Este episodio de la historia de Massachusetts sirvió a Arthur Miller para reflejar y reflexionar sobre otro momento de fanatismo e histeria colectiva en EEUU, esta vez en los años 50, cuando el  Comité de Actividades Antiamericanas, cuya cara visible era el senador McCarthy, realizó su propia caza de brujas (comunistas en este caso).

Profesionales como Charles Chaplin, Humphrey Bogart, Frank Sinatra o Lauren Bacall fueron llamados a declarar para probar que no eran comunistas. El propio Arthur Miller fue juzgado en 1959 y condenado a un mes de cárcel y a pagar una multa por negarse a declarar y delatar a otros compañeros, tal y como hiciesen Giles Corey y John Proctor (Borja Espinosa) años atrás, en Salem.

Las brujas de Salem o The Crucible se estrenó en 1953 en Nueva York, despertando una gran polémica. Hoy es considerada una de las mejores piezas de teatro norteamericano y Arthur Miller uno de los dramaturgos más sobresalientes del siglo XX.

Esta versión, dirigida por Andrés Lima (con la adaptación teatral de Eduardo Mendoza), se estrenó en el Festival Grec de Barcelona en 2016 y ahora se podrá ver en el Teatro Valle-Inclán hasta el 5 de marzo.

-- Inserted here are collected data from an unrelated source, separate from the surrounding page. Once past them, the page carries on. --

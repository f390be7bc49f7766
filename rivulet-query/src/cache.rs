//! Semantic BGP cache.
//!
//! Caches the full result set of evaluating a BGP against a graph,
//! keyed by the canonical (sorted patterns, graph IRI) pair, and
//! serves *subset* hits: a cached BGP whose patterns are a subset of a
//! new BGP answers part of it, leaving only the missing patterns to
//! evaluate.
//!
//! # Write protocol
//!
//! Several queries may race to compute the same BGP. Each obtains a
//! writer id, appends mappings to a writer-private staging buffer with
//! [`BgpCache::update`], and installs the buffer with
//! [`BgpCache::commit`]. The first committer wins; the buffers of late
//! committers are discarded silently, and [`BgpCache::get`] futures
//! taken while the computation was in flight resolve at the first
//! commit. Evicting or deleting a key with only staged state resolves
//! those futures to `None` so readers fall back to local evaluation.

use crate::error::Result;
use crate::pipeline::SolutionStream;
use futures::future::BoxFuture;
use futures::{FutureExt, Stream, StreamExt};
use rivulet_core::{Bindings, TriplePattern};
use rustc_hash::FxHashMap;
use std::pin::Pin;
use std::sync::atomic::{AtomicU64, Ordering};
use std::sync::{Arc, Mutex};
use std::task::{Context, Poll};
use std::time::{Duration, Instant};
use tokio::sync::watch;
use tracing::{debug, trace};

/// Identifies one producer in the write protocol.
pub type WriterId = u64;

/// Canonical cache key: sorted triple patterns plus the graph IRI.
///
/// Two BGPs with the same patterns in different order are equal keys.
#[derive(Debug, Clone, PartialEq, Eq, Hash)]
pub struct BgpKey {
    patterns: Vec<TriplePattern>,
    graph: Arc<str>,
}

impl BgpKey {
    pub fn new(patterns: &[TriplePattern], graph: Arc<str>) -> Self {
        let mut patterns = patterns.to_vec();
        patterns.sort_by_cached_key(|p| p.to_string());
        Self { patterns, graph }
    }

    pub fn patterns(&self) -> &[TriplePattern] {
        &self.patterns
    }

    pub fn graph(&self) -> &Arc<str> {
        &self.graph
    }
}

#[derive(Clone)]
enum CommitState {
    Pending,
    Committed(Arc<Vec<Bindings>>),
    Discarded,
}

struct CommittedEntry {
    mappings: Arc<Vec<Bindings>>,
    committed_at: Instant,
    last_used: Instant,
    /// Insertion sequence, the final subset-match tie-break.
    seq: u64,
}

struct StagingEntry {
    buffers: FxHashMap<WriterId, Vec<Bindings>>,
    notify: watch::Sender<CommitState>,
}

struct CacheState {
    committed: FxHashMap<BgpKey, CommittedEntry>,
    staging: FxHashMap<BgpKey, StagingEntry>,
    seq: u64,
}

/// Shared, LRU-evicting BGP result cache.
pub struct BgpCache {
    state: Mutex<CacheState>,
    max_entries: usize,
    max_age: Duration,
    next_writer: AtomicU64,
}

impl Default for BgpCache {
    fn default() -> Self {
        Self::new(500, Duration::from_secs(20 * 60))
    }
}

impl BgpCache {
    pub fn new(max_entries: usize, max_age: Duration) -> Self {
        Self {
            state: Mutex::new(CacheState {
                committed: FxHashMap::default(),
                staging: FxHashMap::default(),
                seq: 0,
            }),
            max_entries: max_entries.max(1),
            max_age,
            next_writer: AtomicU64::new(0),
        }
    }

    /// Allocate a writer id for one BGP computation.
    pub fn new_writer(&self) -> WriterId {
        self.next_writer.fetch_add(1, Ordering::Relaxed)
    }

    /// Append a mapping to the writer's staging buffer. Dropped when a
    /// committed entry for the key already exists.
    pub fn update(&self, key: &BgpKey, mapping: Bindings, writer: WriterId) {
        let mut state = self.lock();
        if state.committed.contains_key(key) {
            return;
        }
        let entry = state.staging.entry(key.clone()).or_insert_with(|| {
            let (notify, _) = watch::channel(CommitState::Pending);
            StagingEntry {
                buffers: FxHashMap::default(),
                notify,
            }
        });
        entry.buffers.entry(writer).or_default().push(mapping);
    }

    /// Install the writer's staging buffer as the canonical entry.
    ///
    /// Only the first committer wins; returns `false` (and discards the
    /// buffer silently) when the key was already committed.
    pub fn commit(&self, key: &BgpKey, writer: WriterId) -> bool {
        let mut state = self.lock();
        if state.committed.contains_key(key) {
            let emptied = state
                .staging
                .get_mut(key)
                .map(|staging| {
                    staging.buffers.remove(&writer);
                    staging.buffers.is_empty()
                })
                .unwrap_or(false);
            if emptied {
                state.staging.remove(key);
            }
            trace!(writer, "cache commit lost the race; staging discarded");
            return false;
        }
        let staging = state.staging.remove(key);
        let buffer = staging
            .as_ref()
            .and_then(|s| s.buffers.get(&writer).cloned())
            .unwrap_or_default();
        let mappings = Arc::new(buffer);
        if let Some(staging) = staging {
            let _ = staging.notify.send(CommitState::Committed(mappings.clone()));
        }
        state.seq += 1;
        let seq = state.seq;
        let now = Instant::now();
        debug!(cardinality = mappings.len(), "cache commit");
        state.committed.insert(
            key.clone(),
            CommittedEntry {
                mappings,
                committed_at: now,
                last_used: now,
                seq,
            },
        );
        self.evict_locked(&mut state);
        true
    }

    /// Discard a writer's staging buffer (lost race, cancellation).
    /// When the last writer of an uncommitted key aborts, pending
    /// `get` futures resolve to `None`.
    pub fn abort(&self, key: &BgpKey, writer: WriterId) {
        let mut state = self.lock();
        let emptied = state
            .staging
            .get_mut(key)
            .map(|staging| {
                staging.buffers.remove(&writer);
                staging.buffers.is_empty()
            })
            .unwrap_or(false);
        if emptied && !state.committed.contains_key(key) {
            if let Some(staging) = state.staging.remove(key) {
                let _ = staging.notify.send(CommitState::Discarded);
            }
        }
    }

    /// The canonical entry, as a future.
    ///
    /// Resolves immediately for a committed key, resolves at the first
    /// commit for a key some writer is computing, and returns `None`
    /// when no writer has touched the key. The future itself resolves
    /// to `None` when the staged computation is discarded before any
    /// commit.
    pub fn get(&self, key: &BgpKey) -> Option<BoxFuture<'static, Option<Arc<Vec<Bindings>>>>> {
        let mut state = self.lock();
        self.sweep_locked(&mut state);
        if let Some(entry) = state.committed.get_mut(key) {
            entry.last_used = Instant::now();
            let mappings = entry.mappings.clone();
            return Some(async move { Some(mappings) }.boxed());
        }
        let staging = state.staging.get(key)?;
        let mut rx = staging.notify.subscribe();
        Some(
            async move {
                loop {
                    let current = rx.borrow_and_update().clone();
                    match current {
                        CommitState::Committed(mappings) => return Some(mappings),
                        CommitState::Discarded => return None,
                        CommitState::Pending => {
                            if rx.changed().await.is_err() {
                                return None;
                            }
                        }
                    }
                }
            }
            .boxed(),
        )
    }

    /// True when a committed entry exists.
    pub fn has(&self, key: &BgpKey) -> bool {
        let mut state = self.lock();
        self.sweep_locked(&mut state);
        state.committed.contains_key(key)
    }

    /// Number of committed entries.
    pub fn count(&self) -> usize {
        let mut state = self.lock();
        self.sweep_locked(&mut state);
        state.committed.len()
    }

    /// Remove a key: committed entry and any staged state; pending
    /// `get` futures fail to `None`.
    pub fn delete(&self, key: &BgpKey) {
        let mut state = self.lock();
        state.committed.remove(key);
        if let Some(staging) = state.staging.remove(key) {
            let _ = staging.notify.send(CommitState::Discarded);
        }
    }

    /// Largest committed BGP whose pattern set is a subset of `key`'s
    /// (same graph), plus the patterns it does not cover.
    ///
    /// Tie-breaks: pattern count, then cardinality, then insertion
    /// order. `(vec![], all patterns)` when nothing matches.
    pub fn find_subset(&self, key: &BgpKey) -> (Vec<TriplePattern>, Vec<TriplePattern>) {
        let mut state = self.lock();
        self.sweep_locked(&mut state);
        // (key, cardinality, insertion seq) of the best candidate so far
        let mut best: Option<(BgpKey, usize, u64)> = None;
        for (candidate, entry) in &state.committed {
            if candidate.graph != key.graph {
                continue;
            }
            if !candidate.patterns.iter().all(|p| key.patterns.contains(p)) {
                continue;
            }
            let better = match &best {
                None => true,
                Some((best_key, best_card, best_seq)) => candidate
                    .patterns
                    .len()
                    .cmp(&best_key.patterns.len())
                    .then(entry.mappings.len().cmp(best_card))
                    .then(best_seq.cmp(&entry.seq))
                    .is_gt(),
            };
            if better {
                best = Some((candidate.clone(), entry.mappings.len(), entry.seq));
            }
        }
        match best {
            None => (Vec::new(), key.patterns.to_vec()),
            Some((subset_key, _, _)) => {
                let subset = subset_key.patterns.clone();
                let missing = key
                    .patterns
                    .iter()
                    .filter(|p| !subset.contains(p))
                    .cloned()
                    .collect();
                if let Some(entry) = state.committed.get_mut(&subset_key) {
                    entry.last_used = Instant::now();
                }
                (subset, missing)
            }
        }
    }

    fn lock(&self) -> std::sync::MutexGuard<'_, CacheState> {
        self.state.lock().unwrap_or_else(|e| e.into_inner())
    }

    /// Drop committed entries older than `max_age`.
    fn sweep_locked(&self, state: &mut CacheState) {
        let max_age = self.max_age;
        state
            .committed
            .retain(|_, entry| entry.committed_at.elapsed() <= max_age);
    }

    /// Enforce the entry bound, least-recently-used first.
    fn evict_locked(&self, state: &mut CacheState) {
        self.sweep_locked(state);
        while state.committed.len() > self.max_entries {
            let victim = state
                .committed
                .iter()
                .min_by_key(|(_, entry)| entry.last_used)
                .map(|(key, _)| key.clone());
            match victim {
                Some(key) => {
                    debug!(patterns = key.patterns.len(), "cache eviction");
                    state.committed.remove(&key);
                }
                None => break,
            }
        }
    }
}

/// Pass-through stream that stages every produced mapping and commits
/// at exhaustion. Dropping it early (cancellation) or hitting an error
/// aborts the staging buffer instead.
pub struct CacheWriteStream {
    inner: SolutionStream,
    cache: Arc<BgpCache>,
    key: BgpKey,
    writer: WriterId,
    settled: bool,
}

impl CacheWriteStream {
    pub fn new(inner: SolutionStream, cache: Arc<BgpCache>, key: BgpKey) -> Self {
        let writer = cache.new_writer();
        Self {
            inner,
            cache,
            key,
            writer,
            settled: false,
        }
    }
}

impl Stream for CacheWriteStream {
    type Item = Result<Bindings>;

    fn poll_next(mut self: Pin<&mut Self>, cx: &mut Context<'_>) -> Poll<Option<Self::Item>> {
        if self.settled {
            return self.inner.poll_next_unpin(cx);
        }
        match self.inner.poll_next_unpin(cx) {
            Poll::Ready(Some(Ok(mapping))) => {
                self.cache.update(&self.key, mapping.clone(), self.writer);
                Poll::Ready(Some(Ok(mapping)))
            }
            Poll::Ready(Some(Err(e))) => {
                self.settled = true;
                self.cache.abort(&self.key, self.writer);
                Poll::Ready(Some(Err(e)))
            }
            Poll::Ready(None) => {
                self.settled = true;
                self.cache.commit(&self.key, self.writer);
                Poll::Ready(None)
            }
            Poll::Pending => Poll::Pending,
        }
    }
}

impl Drop for CacheWriteStream {
    fn drop(&mut self) {
        if !self.settled {
            self.cache.abort(&self.key, self.writer);
        }
    }
}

Lluís Homar, José Hervás, Nora Navas, Anna Moliner… son solo algunos de los quince actores que suben al escenario. Destaca el trabajo de Borja Espinosa en el papel de John Proctor, un hombre que ha sido infiel a su mujer con Abigail Williams (Nausicaa Bonnín), una de las chicas que bailaban en el bosque. Tras confesar su adulterio para desacreditar a la joven e intentar frenar la caza, será jugado, encarcelado y, finalmente, condenado a la horca al negarse a acusar a sus vecinos de brujería. El episodio de Salem lo contextualiza Lluís Homar, desdoblado en el gobernador Danforth y en narrador.

La puesta en escena se va haciendo más opresiva conforme avanza la obra y las condenas a muerte y el miedo aumentan. Los actores van dando forma a la escenografía (Beatriz San Juan), que consiste en una estructura sencilla, hecha de listones de madera, que cada vez los encierra más en el escenario, hasta que, al final de la obra, se forma una cuarta pared en escena.

Una claustrofobia que se acentúa gracias a la iluminación (Valentín Álvarez), a las luces que se cuelan entre los listones de madera, dando un efecto de sombras de barrotes de cárcel sobre la pared de una celda. Contribuye también la música original (Jaume Manresa), que aúna voces en directo con instrumentación grabada y que toma protagonismo en ciertos momentos, como en el solo de la esclava Tituba (Yolanda Sey).

Desde el estreno de Las brujas de Salem en 1953 hasta la llegada de esta versión en 2017 al Teatro Valle-Inclán se podría haber comparado el episodio de locura colectiva, de persecución injustificada acontecido en Salem en 1692 con otros muchos. El perseguido ha pasado de ser una bruja a ser un comunista, un judío, un homosexual, un inmigrante, un refugiado… entre otros muchos y obviando las distancias. Porque, como se apunta en la obra: la persecución seguirá mientras que la caza sea legal, porque el rechazo y el miedo al “diferente” siempre será utilizado por el poder para seguir siendo el poder.